花:ウンリュウヤナギ、ドラセナ、アンスリウム、バラ(フリーダム)

器:イ イェソ作ガラス花器
【2025.11.20武蔵野美術大学工芸工業デザイン学科ガラス専攻特別講義・花生けデモンストレーション】





「生と死」がテーマの踞る人の像をした彫刻的なアプローチをした力作です。




歴代最大インパクトと言っても過言ではない作品で、作者によると臀部側が正面で生を表現し、裏側が驚くことに髑髏になっており、死を表現しているとのことです。


作品の奥行きを活かしたかったので斜めに置いて使用し、生を表現した側へは逆に花は魔界の植物が宿主の人の生命を食い尽くしてやがて死に至らしめる「死」のイメージで活け、死を表現した側へは逆に眼の奥底に生命がまだ燃えている「生」のイメージで髑髏の眼に赤いバラを挿しました。


また、髑髏側を南の美術館側へ向けて、外から見た人を驚かせる趣向にしました。


以上、ガラス専攻3年生11名の作品と私の花とのコラボをお楽しみいただけましたでしょうか。 


このコラボが皆さんの今後の制作の一助になれば幸甚です。


最後に、工芸工業デザイン学科ガラス研究室教授の大村俊二先生、非常勤講師の近岡令先生、助手の柴田有紀さん、合原史子さん、ガラス専攻3年生のみなさん、デモンストレーション並びに展示をご覧いただいた方々に心から感謝いたします。




花:アサヒハラン、オンシジウム、デンファレ

器:竹末小晴作ガラス花器
【2025.11.20武蔵野美術大学工芸工業デザイン学科ガラス専攻特別講義・花生けデモンストレーション】


雲をモチーフにした花器です。


個性的なフォルムでありながら様々な花を合わせやすい秀作です。


雲の尻尾が少し内側に返っているので、これに相対するように少し反った花を立てるとより花と器が調和します。
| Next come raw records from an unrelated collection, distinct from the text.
use crate::models::form_value::FieldValue;
use crate::models::procedure::ProcedureKind;
use serde::{Deserialize, Serialize};
use std::collections::BTreeMap;

/// 待上传的本地文件（草稿中声明，处理时上传到对应字段）
#[derive(Debug, Clone, PartialEq, Serialize, Deserialize)]
pub struct PendingUpload {
    /// 目标字段
    pub field: String,
    /// 本地文件路径（相对路径以草稿所在目录为基准）
    pub path: String,
}

/// 持久化的向导草稿
#[derive(Debug, Clone, PartialEq, Serialize, Deserialize)]
pub struct Draft {
    pub kind: ProcedureKind,
    /// 编辑已有记录时的 ID
    #[serde(default, skip_serializing_if = "Option::is_none")]
    pub record_id: Option<String>,
    /// 已完成的步骤 ID
    #[serde(default)]
    pub completed_steps: Vec<String>,
    #[serde(default)]
    pub form: BTreeMap<String, FieldValue>,
    #[serde(default, skip_serializing_if = "Vec::is_empty")]
    pub uploads: Vec<PendingUpload>,
    #[serde(skip_serializing, skip_deserializing)]
    pub file_path: Option<String>,
}

impl Draft {
    /// 创建空草稿
    pub fn new(kind: ProcedureKind) -> Self {
        Self {
            kind,
            record_id: None,
            completed_steps: Vec::new(),
            form: BTreeMap::new(),
            uploads: Vec::new(),
            file_path: None,
        }
    }

    pub fn with_file_path(mut self, file_path: String) -> Self {
        self.file_path = Some(file_path);
        self
    }

    /// 用于日志显示的文件名
    pub fn display_name(&self) -> String {
        self.file_path
            .as_deref()
            .and_then(|p| std::path::Path::new(p).file_name())
            .map(|n| n.to_string_lossy().to_string())
            .unwrap_or_else(|| format!("<{}>", self.kind.slug()))
    }
}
少し撓めたアサヒハランを雲の尻尾の向きとは逆に立て、オンシジウムとデンファレを加えて華やかに彩りました。





花:ミディトマト、バラ(オール4キュートホワイト)

器:兼松凛作ガラス花器
【2025.11.20武蔵野美術大学工芸工業デザイン学科ガラス専攻特別講義・花生けデモンストレーション】


聞いたところによると、ザクロを入れる器のようです。


溶けかけの氷のようなところどころに穴が開いたカバーが付いており、一部分を破れたようにして花の見せ場を作っています。


ただ、ザクロを入れるには器の懐が狭く、肝心な花の見せ場のところに水が貯められないので、器の内寸に合うミディトマトを器いっぱいに入れ、保水チューブをつけたバラをガラスのカバーの破れたところに配しました。


ミディトマトのヘタとバラのグリーンアイ(花の中央のおしべやめしべが変化した緑の部分)の色と形を合わせています。